2. CFI affirmed in toto the decision of the municipal court.
3. MR was denied.
Issues:
1. WON respondent Maria James still has a cause of action against the petitioner after she received and accepted the rentals
for October, November and December at the time of filing of the instant case. - YES
Ratio:
Yes – Despite the acceptance of the rentals for October, November and December, respondent still had a cause of action when she
filed a complaint for unlawful detainer.
o According to the court, James exercised two unquestionable prerogatives of an owner-lessor when a tenant-lessee
defaults in the payment of the rent:
(a) to demand that the back rentals be paid, and
(b) to demand that the premises be vacated.
o The court pointed out that the records show that petitioner has defaulted in the payment of his rentals for the months
of October, November, and December, 1977 and that although he paid the same on December 22, 1977 after receipt of
respondents’ demand letter, he has not paid them on time (the due date being on the first 5 days of each month) and
that he refused to vacate the premises on the ground that he is protected under Sections 1 and 4 of Presidential
Decree No. 20.
 The court ruled that PD No. 20 is not applicable in this case because under said law, it is very clear that only paragraph (1) of
Article 1673 of the Civil Code (which refers to expiration of leases of dwelling unit or land for an indefinite period as ground for
ejectment) is suspended but not the other provisions of the Civil Code and the Rules of Court. PD No. 20 does not suspend
ejectment on other grounds like lack of payment of the rental stipulated.

 The SC rejected petitioner’s argument that in spite of his payment of back rentals with 5 days from receipt of the demand letter,
respondent still filed the complaint for ejectment which allegedly is contrary to the provision of Section 2, Rule 70 of the Rules
of Court.
o The court pointed out that respondent had demanded the following from petitioner: (a) to pay the back rentals, and (b)
to vacate the premises.
o While petitioner was able to pay the back rentals, he refused to vacate the premises.
o Petitioner’s belated payments of his back rentals do not automatically restore the contract of lease without
respondent’s consent.
o The terms of the contract of lease have been violated and the lessor-owner has the unquestionable right to withdraw
from said contract or agreement whether oral or written.

 According to the SC, it has consistently ruled that "It is the landlord's demand for tenant to vacate the premises, when the
tenant has failed to pay the rents on time and tenant's refusal or failure to vacate, which make unlawful withholding of
possession.
 That consent, no matter how long it may last makes lawful tenant's possession.
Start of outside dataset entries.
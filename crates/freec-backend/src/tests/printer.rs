use super::*;
use crate::gallina::{Binder, Equation, FixBody, InductiveBody, InductiveCon, Sentence, Term};

fn free_of(inner: Term) -> Term {
    Term::app(
        Term::qualid("Free"),
        vec![Term::qualid("Shape"), Term::qualid("Pos"), inner],
    )
}

#[test]
fn prints_require_import() {
    let sentence = Sentence::RequireImport {
        library: "Base".to_string(),
        modules: vec!["Free".to_string()],
    };
    assert_eq!(print_sentences(&[sentence]), "From Base Require Import Free.\n");
}

#[test]
fn prints_identity_definition() {
    let sentence = Sentence::Definition {
        name: "id".to_string(),
        binders: vec![
            Binder::explicit("Shape", Term::Sort),
            Binder::explicit("Pos", Term::arrow(Term::qualid("Shape"), Term::Sort)),
            Binder::implicit(vec!["a".to_string()], Term::Sort),
            Binder::explicit("x", free_of(Term::qualid("a"))),
        ],
        ret: Some(free_of(Term::qualid("a"))),
        body: Term::qualid("x"),
    };
    assert_eq!(
        print_sentences(&[sentence]),
        "Definition id (Shape : Type) (Pos : Shape -> Type) {a : Type} \
         (x : Free Shape Pos a) : Free Shape Pos a :=\n  x.\n"
    );
}

#[test]
fn prints_match_with_arms_on_their_own_lines() {
    let term = Term::Match(
        Box::new(Term::qualid("xs")),
        vec![
            Equation {
                con: "nil".to_string(),
                args: Vec::new(),
                rhs: Term::pure(Term::Int(0)),
            },
            Equation {
                con: "cons".to_string(),
                args: vec!["y".to_string(), "ys".to_string()],
                rhs: Term::qualid("ys"),
            },
        ],
    );
    let sentence = Sentence::Definition {
        name: "f".to_string(),
        binders: Vec::new(),
        ret: None,
        body: term,
    };
    let printed = print_sentences(&[sentence]);
    assert!(printed.contains("match xs with\n  | nil => pure 0%Z\n  | cons y ys => ys\n  end."));
}

#[test]
fn prints_bind_operator() {
    let term = Term::Bind(
        Box::new(Term::qualid("xs")),
        "xs_0".to_string(),
        Box::new(Term::app(
            Term::qualid("length_0"),
            vec![Term::qualid("Shape"), Term::qualid("Pos"), Term::qualid("xs_0")],
        )),
    );
    let sentence = Sentence::Definition {
        name: "length".to_string(),
        binders: Vec::new(),
        ret: None,
        body: term,
    };
    let printed = print_sentences(&[sentence]);
    assert!(printed.contains("xs >>= (fun xs_0 => length_0 Shape Pos xs_0)"));
}

#[test]
fn prints_mutual_inductive() {
    let body = |name: &str| InductiveBody {
        name: name.to_string(),
        params: vec![Binder::explicit("Shape", Term::Sort)],
        cons: vec![InductiveCon {
            name: format!("mk{name}"),
            ty: Term::qualid(name),
        }],
    };
    let printed = print_sentences(&[Sentence::Inductive(vec![body("A"), body("B")])]);
    assert!(printed.starts_with("Inductive A (Shape : Type) : Type :=\n  | mkA : A\nwith B"));
    assert!(printed.trim_end().ends_with("| mkB : B."));
}

#[test]
fn prints_fixpoint_with_struct_annotation() {
    let sentence = Sentence::Fixpoint(vec![FixBody {
        name: "go".to_string(),
        binders: vec![Binder::explicit("xs", Term::qualid("List"))],
        struct_arg: "xs".to_string(),
        ret: Some(Term::qualid("Integer")),
        body: Term::qualid("xs"),
    }]);
    let printed = print_sentences(&[sentence]);
    assert!(printed.contains("Fixpoint go (xs : List) {struct xs} : Integer :=\n  xs."));
}

#[test]
fn prints_arguments_sentence() {
    let sentence = Sentence::Arguments {
        name: "leaf".to_string(),
        implicits: vec!["Shape".to_string(), "Pos".to_string(), "a".to_string()],
    };
    assert_eq!(
        print_sentences(&[sentence]),
        "Arguments leaf {Shape} {Pos} {a}.\n"
    );
}

#[test]
fn parenthesizes_compound_arguments() {
    let term = Term::app(
        Term::qualid("f"),
        vec![Term::app(Term::qualid("g"), vec![Term::qualid("x")])],
    );
    let sentence = Sentence::Definition {
        name: "h".to_string(),
        binders: Vec::new(),
        ret: None,
        body: term,
    };
    assert!(print_sentences(&[sentence]).contains("f (g x)"));
}

#[test]
fn negative_integers_are_parenthesized() {
    let sentence = Sentence::Definition {
        name: "n".to_string(),
        binders: Vec::new(),
        ret: None,
        body: Term::pure(Term::Int(-5)),
    };
    assert!(print_sentences(&[sentence]).contains("pure (-5)%Z"));
}

#[test]
fn string_literals_double_their_quotes() {
    let sentence = Sentence::Definition {
        name: "s".to_string(),
        binders: Vec::new(),
        ret: None,
        body: Term::Str("a \"b\"".to_string()),
    };
    assert!(print_sentences(&[sentence]).contains("\"a \"\"b\"\"\"%string"));
}

#[test]
fn arrow_left_operand_is_parenthesized() {
    let term = Term::arrow(
        Term::arrow(Term::qualid("a"), Term::qualid("b")),
        Term::qualid("c"),
    );
    let sentence = Sentence::Definition {
        name: "t".to_string(),
        binders: Vec::new(),
        ret: Some(Term::Sort),
        body: term,
    };
    assert!(print_sentences(&[sentence]).contains("(a -> b) -> c"));
}

#[test]
fn module_wrapper() {
    let printed = print_sentences(&[
        Sentence::ModuleStart("M".to_string()),
        Sentence::ModuleEnd("M".to_string()),
    ]);
    assert_eq!(printed, "Module M.\n\nEnd M.\n");
}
Only when that consent is withdrawn and the
owner demands tenant to leave the property is the owner's right of possession asserted and the tenant's refusal or failure to
move out makes his possession unlawful because it is violative of the owner's preferential right of possession (Canaynay v.
Sarmiento).
o In this case, respondent did not consent to petitioner’s possession of the leased premises after the latter’s default in
the payment of the monthly rents.
o Respondent demanded that petitioner pay the back rental and vacate the premises.
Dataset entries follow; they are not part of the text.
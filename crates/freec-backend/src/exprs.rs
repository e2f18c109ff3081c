//! Expression lifting.
//!
//! Every emitted term has type `Free Shape Pos t*` for some `t`. Known
//! functions and constructors apply directly (their parameters are already
//! monadic); everything else goes through `>>=`. Bind generation
//! short-circuits over `pure`, so the decreasing-argument binder of a
//! fixpoint (the one pure variable) turns a `case` into a plain `match`.

use std::sync::Arc;

use freec_common::{Result, Span};
use freec_env::{Entry, EntryKind, Scope};
use freec_ir::{Alt, Expr, ExprKind};

use freec_env::renamer::{FRESH_ARG_PREFIX, FRESH_FUNC_PREFIX};

use crate::context::{Converter, PARTIAL_ARG, POS, SHAPE};
use crate::gallina::{Binder, Equation, Term};

impl Converter<'_> {
    pub fn convert_expr(&mut self, expr: &Expr) -> Result<Term> {
        let (head, args) = expr.app_spine();
        let mut arg_terms = Vec::with_capacity(args.len());
        for arg in &args {
            arg_terms.push(self.convert_expr(arg)?);
        }

        match &head.kind {
            ExprKind::Con(name) => {
                let entry = self.resolve(Scope::Value, name, head.span, "constructor")?;
                self.convert_callable(&entry, arg_terms, head.span)
            }
            ExprKind::Var(name) => {
                let entry = self.resolve(Scope::Value, name, head.span, "function or variable")?;
                match &entry.kind {
                    EntryKind::Var { pure } => {
                        let base = if *pure {
                            Term::pure(Term::qualid(entry.target.clone()))
                        } else {
                            Term::qualid(entry.target.clone())
                        };
                        self.apply_monadic(base, arg_terms)
                    }
                    EntryKind::Func { .. } | EntryKind::Con { .. } => {
                        self.convert_callable(&entry, arg_terms, head.span)
                    }
                    _ => Err(self.fatal(
                        head.span,
                        format!("'{name}' is not a value-level name"),
                    )),
                }
            }
            ExprKind::If(cond, then, els) => {
                let cond_term = self.convert_expr(cond)?;
                let prefix = bind_prefix(&cond_term);
                let branches = self.bind(cond_term, &prefix, |cx, cond_value| {
                    let then_term = cx.convert_expr(then)?;
                    let else_term = cx.convert_expr(els)?;
                    Ok(Term::Match(
                        Box::new(cond_value),
                        vec![
                            Equation {
                                con: "true".to_string(),
                                args: Vec::new(),
                                rhs: then_term,
                            },
                            Equation {
                                con: "false".to_string(),
                                args: Vec::new(),
                                rhs: else_term,
                            },
                        ],
                    ))
                })?;
                self.apply_monadic(branches, arg_terms)
            }
            ExprKind::Case(scrutinee, alts) => {
                let scrutinee_term = self.convert_expr(scrutinee)?;
                let prefix = bind_prefix(&scrutinee_term);
                let matched = self.bind(scrutinee_term, &prefix, |cx, value| {
                    let mut equations = Vec::with_capacity(alts.len());
                    for alt in alts {
                        equations.push(cx.convert_alt(alt)?);
                    }
                    Ok(Term::Match(Box::new(value), equations))
                })?;
                self.apply_monadic(matched, arg_terms)
            }
            ExprKind::Lambda(pats, body) => {
                let lambda = self.with_scope(|cx| {
                    let mut targets = Vec::with_capacity(pats.len());
                    for pat in pats {
                        targets.push(cx.bind_value_var(&pat.ident, pat.span, false)?);
                    }
                    let mut term = cx.convert_expr(body)?;
                    for target in targets.into_iter().rev() {
                        term = Term::pure(Term::Fun(
                            vec![Binder::untyped(target)],
                            Box::new(term),
                        ));
                    }
                    Ok(term)
                })?;
                self.apply_monadic(lambda, arg_terms)
            }
            ExprKind::IntLiteral(value) => {
                self.apply_monadic(Term::pure(Term::Int(*value)), arg_terms)
            }
            ExprKind::Undefined => {
                let term = Term::app(
                    Term::qualid("undefined"),
                    vec![
                        Term::qualid(SHAPE),
                        Term::qualid(POS),
                        Term::qualid(PARTIAL_ARG),
                    ],
                );
                self.apply_monadic(term, arg_terms)
            }
            ExprKind::ErrorExpr(message) => {
                let term = Term::app(
                    Term::qualid("error"),
                    vec![
                        Term::qualid(SHAPE),
                        Term::qualid(POS),
                        Term::qualid(PARTIAL_ARG),
                        Term::Str(message.clone()),
                    ],
                );
                self.apply_monadic(term, arg_terms)
            }
            ExprKind::App(_, _) => unreachable!("app_spine returns a non-application head"),
        }
    }

    /// A call to a function or constructor entry: eta-expand to full arity,
    /// pass the generic (and `Partial`) arguments, unwrap the decreasing
    /// argument when the callee is a recursive helper, and feed any
    /// remaining arguments through `>>=`.
    fn convert_callable(
        &mut self,
        entry: &Arc<Entry>,
        mut arg_terms: Vec<Term>,
        span: Span,
    ) -> Result<Term> {
        let arity = entry.arity().unwrap_or(0);

        if arg_terms.len() < arity {
            // Eta-expansion: fresh binders up to arity, wrapped in `pure`
            // lambdas. Only this outermost call is expanded.
            let missing: Vec<String> = (arg_terms.len()..arity)
                .map(|_| self.fresh(FRESH_ARG_PREFIX))
                .collect();
            arg_terms.extend(missing.iter().map(|name| Term::qualid(name.clone())));
            let mut term = self.emit_call(entry, arg_terms, span)?;
            for name in missing.into_iter().rev() {
                term = Term::pure(Term::Fun(vec![Binder::untyped(name)], Box::new(term)));
            }
            return Ok(term);
        }

        let rest = arg_terms.split_off(arity);
        let call = self.emit_call(entry, arg_terms, span)?;
        self.apply_monadic(call, rest)
    }

    /// Emit a fully applied call.
    fn emit_call(
        &mut self,
        entry: &Arc<Entry>,
        mut arg_terms: Vec<Term>,
        span: Span,
    ) -> Result<Term> {
        let mut generic = vec![Term::qualid(SHAPE), Term::qualid(POS)];
        if entry.is_partial() {
            generic.push(Term::qualid(PARTIAL_ARG));
        }

        let head = match &entry.kind {
            EntryKind::Con { .. } => Term::qualid(self.smart_ref(entry)),
            _ => Term::qualid(self.entry_ref(entry)),
        };

        let dec = self.env.dec_arg(&entry.original);
        match dec {
            None => {
                generic.extend(arg_terms);
                Ok(Term::app(head, generic))
            }
            Some(position) => {
                // Recursive helper: the decreasing argument passes as a raw
                // value, so it must be unwrapped first.
                if position >= arg_terms.len() {
                    return Err(self.fatal(span, "recursive call drops its decreasing argument"));
                }
                let dec_term = arg_terms[position].clone();
                let prefix = bind_prefix(&dec_term);
                self.bind(dec_term, &prefix, |_cx, opened| {
                    arg_terms[position] = opened;
                    generic.extend(arg_terms);
                    Ok(Term::app(head, generic))
                })
            }
        }
    }

    /// Apply a monadic function value to arguments, one `>>=` per argument.
    fn apply_monadic(&mut self, mut term: Term, args: Vec<Term>) -> Result<Term> {
        for arg in args {
            term = self.bind(term, FRESH_FUNC_PREFIX, |_cx, func| {
                Ok(Term::app(func, vec![arg]))
            })?;
        }
        Ok(term)
    }

    /// `lhs >>= (fun v => build(v))`, short-circuiting when `lhs` is
    /// already `pure x`.
    pub fn bind(
        &mut self,
        lhs: Term,
        prefix: &str,
        build: impl FnOnce(&mut Self, Term) -> Result<Term>,
    ) -> Result<Term> {
        if let Some(inner) = lhs.as_pure() {
            let inner = inner.clone();
            return build(self, inner);
        }
        let var = self.fresh(prefix);
        let rhs = build(self, Term::qualid(var.clone()))?;
        Ok(Term::Bind(Box::new(lhs), var, Box::new(rhs)))
    }

    fn convert_alt(&mut self, alt: &Alt) -> Result<Equation> {
        let entry = self.resolve(Scope::Value, &alt.con.name, alt.con.span, "constructor")?;
        let EntryKind::Con { arity, .. } = &entry.kind else {
            return Err(self.fatal(
                alt.con.span,
                format!("'{}' is not a constructor", alt.con.name),
            ));
        };
        if alt.pats.len() != *arity {
            return Err(self.fatal(
                alt.con.span,
                format!(
                    "constructor '{}' expects {arity} argument{} in this pattern, found {}",
                    alt.con.name,
                    if *arity == 1 { "" } else { "s" },
                    alt.pats.len()
                ),
            ));
        }

        let con = self.entry_ref(&entry);
        self.with_scope(|cx| {
            let mut args = Vec::with_capacity(alt.pats.len());
            for pat in &alt.pats {
                args.push(cx.bind_value_var(&pat.ident, pat.span, false)?);
            }
            let rhs = cx.convert_expr(&alt.rhs)?;
            Ok(Equation { con, args, rhs })
        })
    }

    /// Bind a value variable in the current scope and return its target.
    pub fn bind_value_var(&mut self, ident: &str, span: Span, pure: bool) -> Result<String> {
        let name = freec_ir::Name::ident(ident.to_string());
        let qname = freec_ir::QName::unqualified(name.clone());
        if self.env.bound_in_innermost(Scope::Value, &qname) {
            return Err(self.fatal(span, format!("conflicting definitions for '{ident}'")));
        }
        let entry = self.env.define_local(&name, EntryKind::Var { pure });
        Ok(entry.target.clone())
    }
}

/// Prefix for a generated bind variable: the bound value's own name when
/// it is a plain variable reference, the fresh-argument prefix otherwise.
fn bind_prefix(term: &Term) -> String {
    match term {
        Term::Qualid(name) => name
            .rsplit('.')
            .next()
            .unwrap_or(FRESH_ARG_PREFIX)
            .to_string(),
        _ => FRESH_ARG_PREFIX.to_string(),
    }
}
o The refusal of the petitioner to vacate the premises after demand, makes his withholding of possession unlawful.

 The court also rejected petitioner’s insistence that he has not defaulted in the payment of rents because it was James who
refused to accept the same because as ruled by the SC, "The failure of the owners to collect, or their refusal to accept the
rentals are not valid defenses. Article 1256 of the Civil Code provides that if the creditor to whom tender of payment has been
made refuses without just cause to accept it, the debtor shall be released from responsibility by the consignation of the thing or
sum due."
o Cursino failed to comply with the requisite consignation.
Dispositive: Wherefore, the assailed decision and order of the then Court of First Instance of Rizal is Affirmed in toto.